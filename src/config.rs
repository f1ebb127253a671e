use anyhow::{Context, Result};
use directories::ProjectDirs;
use serde::{Deserialize, Serialize};
use std::fmt::Display;
use std::{fs, path::PathBuf};
use tracing::debug;

#[derive(Debug, Clone, Copy, PartialEq, Eq, Hash, Serialize, Deserialize)]
pub enum ExchangeKind {
    Binance,
    Kraken,
    Bitfinex,
    CryptoCom,
    /// Credential for an exchange this build has no adapter for.
    #[serde(other)]
    Unsupported,
}

impl Display for ExchangeKind {
    fn fmt(&self, f: &mut std::fmt::Formatter<'_>) -> std::fmt::Result {
        let name = match self {
            ExchangeKind::Binance => "Binance",
            ExchangeKind::Kraken => "Kraken",
            ExchangeKind::Bitfinex => "Bitfinex",
            ExchangeKind::CryptoCom => "CryptoCom",
            ExchangeKind::Unsupported => "Unsupported",
        };
        f.write_str(name)
    }
}

#[derive(Debug, Clone, Copy, PartialEq, Eq, Hash, Serialize, Deserialize)]
pub enum ChainKind {
    Bitcoin,
    Ethereum,
    Bsc,
    // Recognized in configuration but without a registered adapter yet;
    // wallets on these chains are skipped by the aggregator.
    Polygon,
    Solana,
    #[serde(other)]
    Unsupported,
}

#[derive(Debug, Deserialize, Serialize, Clone)]
pub struct Wallet {
    pub name: String,
    pub address: String,
    pub chain: ChainKind,
    #[serde(default = "default_true")]
    pub active: bool,
}

#[derive(Debug, Deserialize, Serialize, Clone)]
pub struct ExchangeCredential {
    pub exchange: ExchangeKind,
    pub api_key: String,
    pub api_secret: String,
    #[serde(default = "default_true")]
    pub active: bool,
}

/// The user's configured origins, consumed read-only by the aggregator.
#[derive(Debug, Deserialize, Serialize, Clone, Default)]
pub struct Accounts {
    #[serde(default)]
    pub exchanges: Vec<ExchangeCredential>,
    #[serde(default)]
    pub wallets: Vec<Wallet>,
}

#[derive(Debug, Deserialize, Serialize, Clone)]
pub struct ExchangeEndpoint {
    #[serde(default = "default_true")]
    pub enabled: bool,
    pub base_url: String,
}

#[derive(Debug, Deserialize, Serialize, Clone)]
pub struct ChainEndpoint {
    #[serde(default = "default_true")]
    pub enabled: bool,
    pub base_url: String,
    #[serde(default)]
    pub api_key: Option<String>,
}

#[derive(Debug, Deserialize, Serialize, Clone)]
pub struct PriceConfig {
    pub base_url: String,
}

impl Default for PriceConfig {
    fn default() -> Self {
        PriceConfig {
            base_url: "https://min-api.cryptocompare.com".to_string(),
        }
    }
}

#[derive(Debug, Deserialize, Serialize, Clone)]
pub struct ProvidersConfig {
    #[serde(default = "default_binance")]
    pub binance: ExchangeEndpoint,
    #[serde(default = "default_kraken")]
    pub kraken: ExchangeEndpoint,
    #[serde(default = "default_bitfinex")]
    pub bitfinex: ExchangeEndpoint,
    #[serde(default = "default_cryptocom")]
    pub cryptocom: ExchangeEndpoint,
    #[serde(default = "default_bitcoin")]
    pub bitcoin: ChainEndpoint,
    #[serde(default = "default_ethereum")]
    pub ethereum: ChainEndpoint,
    #[serde(default = "default_bsc")]
    pub bsc: ChainEndpoint,
}

fn default_true() -> bool {
    true
}

fn default_binance() -> ExchangeEndpoint {
    ExchangeEndpoint {
        enabled: true,
        base_url: "https://api.binance.com".to_string(),
    }
}

fn default_kraken() -> ExchangeEndpoint {
    ExchangeEndpoint {
        enabled: true,
        base_url: "https://api.kraken.com".to_string(),
    }
}

fn default_bitfinex() -> ExchangeEndpoint {
    ExchangeEndpoint {
        enabled: true,
        base_url: "https://api.bitfinex.com".to_string(),
    }
}

fn default_cryptocom() -> ExchangeEndpoint {
    ExchangeEndpoint {
        enabled: true,
        base_url: "https://api.crypto.com/exchange/v1".to_string(),
    }
}

fn default_bitcoin() -> ChainEndpoint {
    ChainEndpoint {
        enabled: true,
        base_url: "https://chain.api.btc.com/v3".to_string(),
        api_key: None,
    }
}

fn default_ethereum() -> ChainEndpoint {
    ChainEndpoint {
        enabled: true,
        base_url: "https://api.etherscan.io/api".to_string(),
        api_key: None,
    }
}

fn default_bsc() -> ChainEndpoint {
    ChainEndpoint {
        enabled: true,
        base_url: "https://api.bscscan.com/api".to_string(),
        api_key: None,
    }
}

impl Default for ProvidersConfig {
    fn default() -> Self {
        ProvidersConfig {
            binance: default_binance(),
            kraken: default_kraken(),
            bitfinex: default_bitfinex(),
            cryptocom: default_cryptocom(),
            bitcoin: default_bitcoin(),
            ethereum: default_ethereum(),
            bsc: default_bsc(),
        }
    }
}

#[derive(Debug, Deserialize, Serialize, Clone)]
pub struct AppConfig {
    /// Fiat currency all asset values are quoted in.
    pub currency: String,
    /// When set, the first provider failure aborts the whole aggregation.
    #[serde(default)]
    pub fail_fast: bool,
    /// Display name used when a ticker cannot be resolved.
    #[serde(default)]
    pub fallback_asset_name: String,
    #[serde(default)]
    pub providers: ProvidersConfig,
    #[serde(default)]
    pub price: PriceConfig,
    #[serde(default)]
    pub accounts: Accounts,
}

impl AppConfig {
    pub fn load() -> Result<Self> {
        debug!("Loading default config");
        let config_path = Self::default_config_path()?;
        Self::load_from_path(&config_path)
    }

    pub fn default_config_path() -> Result<PathBuf> {
        let proj_dirs = ProjectDirs::from("io", "chainfolio", "chainfolio")
            .context("Could not determine project directories")?;
        Ok(proj_dirs.config_dir().join("config.yaml"))
    }

    pub fn load_from_path<P: AsRef<std::path::Path>>(path: P) -> Result<Self> {
        let config_str = fs::read_to_string(path.as_ref())
            .with_context(|| format!("Failed to read config file: {}", path.as_ref().display()))?;

        let config: Self = serde_yaml::from_str(&config_str)
            .with_context(|| format!("Failed to parse config file: {}", path.as_ref().display()))?;
        debug!("Successfully loaded config");
        Ok(config)
    }
}

#[cfg(test)]
mod tests {
    use super::*;

    #[test]
    fn test_config_deserialization() {
        let yaml_str = r#"
currency: "EUR"
fail_fast: true
accounts:
  exchanges:
    - exchange: Kraken
      api_key: "key"
      api_secret: "secret"
    - exchange: Binance
      api_key: "key2"
      api_secret: "secret2"
      active: false
  wallets:
    - name: "cold storage"
      address: "bc1qexample"
      chain: Bitcoin
    - name: "hot wallet"
      address: "0xabc"
      chain: Ethereum
      active: false
providers:
  ethereum:
    base_url: "http://example.com/etherscan"
    api_key: "ETHKEY"
"#;

        let config: AppConfig = serde_yaml::from_str(yaml_str).expect("Failed to deserialize");
        assert_eq!(config.currency, "EUR");
        assert!(config.fail_fast);
        assert_eq!(config.accounts.exchanges.len(), 2);
        assert_eq!(config.accounts.exchanges[0].exchange, ExchangeKind::Kraken);
        assert!(config.accounts.exchanges[0].active);
        assert!(!config.accounts.exchanges[1].active);
        assert_eq!(config.accounts.wallets[0].chain, ChainKind::Bitcoin);
        assert!(config.accounts.wallets[0].active);
        assert!(!config.accounts.wallets[1].active);

        // Overridden section keeps its value, untouched sections default.
        assert_eq!(
            config.providers.ethereum.base_url,
            "http://example.com/etherscan"
        );
        assert_eq!(config.providers.ethereum.api_key.as_deref(), Some("ETHKEY"));
        assert_eq!(config.providers.kraken.base_url, "https://api.kraken.com");
        assert_eq!(config.price.base_url, "https://min-api.cryptocompare.com");
    }

    #[test]
    fn test_unknown_kinds_fall_back_to_unsupported() {
        let yaml_str = r#"
currency: "USD"
accounts:
  exchanges:
    - exchange: Coinbase
      api_key: "k"
      api_secret: "s"
  wallets:
    - name: "tron wallet"
      address: "TExample"
      chain: Tron
"#;

        let config: AppConfig = serde_yaml::from_str(yaml_str).expect("Failed to deserialize");
        assert_eq!(
            config.accounts.exchanges[0].exchange,
            ExchangeKind::Unsupported
        );
        assert_eq!(config.accounts.wallets[0].chain, ChainKind::Unsupported);
    }

    #[test]
    fn test_minimal_config_uses_defaults() {
        let config: AppConfig = serde_yaml::from_str("currency: \"USD\"").unwrap();
        assert!(!config.fail_fast);
        assert_eq!(config.fallback_asset_name, "");
        assert!(config.accounts.exchanges.is_empty());
        assert!(config.providers.binance.enabled);
        assert_eq!(
            config.providers.bitcoin.base_url,
            "https://chain.api.btc.com/v3"
        );
    }
}
use chrono::{SecondsFormat, TimeZone, Utc};

use crate::model::Action;

/// Infers transfer direction by comparing the wallet address against the
/// transaction endpoints, case-insensitively.
pub fn tx_direction(address: &str, from: &str, to: &str) -> Action {
    let address = address.to_lowercase();

    if address == from.to_lowercase() {
        return Action::Out;
    }
    if address == to.to_lowercase() {
        return Action::In;
    }
    Action::Unknown
}

pub fn status_from_confirmations(confirmations: u64) -> &'static str {
    if confirmations > 0 { "Confirmed" } else { "Pending" }
}

/// RFC 3339 with millisecond precision, e.g. `2023-04-01T10:30:00.000Z`.
pub fn format_timestamp_secs(secs: i64) -> Option<String> {
    Utc.timestamp_opt(secs, 0)
        .single()
        .map(|dt| dt.to_rfc3339_opts(SecondsFormat::Millis, true))
}

pub fn format_timestamp_millis(millis: i64) -> Option<String> {
    Utc.timestamp_millis_opt(millis)
        .single()
        .map(|dt| dt.to_rfc3339_opts(SecondsFormat::Millis, true))
}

--- --- ---

What the task requires —
Each line that contains "ETHKEY" is to be copied from the listing above.

Problem solution —
    api_key: "ETHKEY"
        assert_eq!(config.providers.ethereum.api_key.as_deref(), Some("ETHKEY"));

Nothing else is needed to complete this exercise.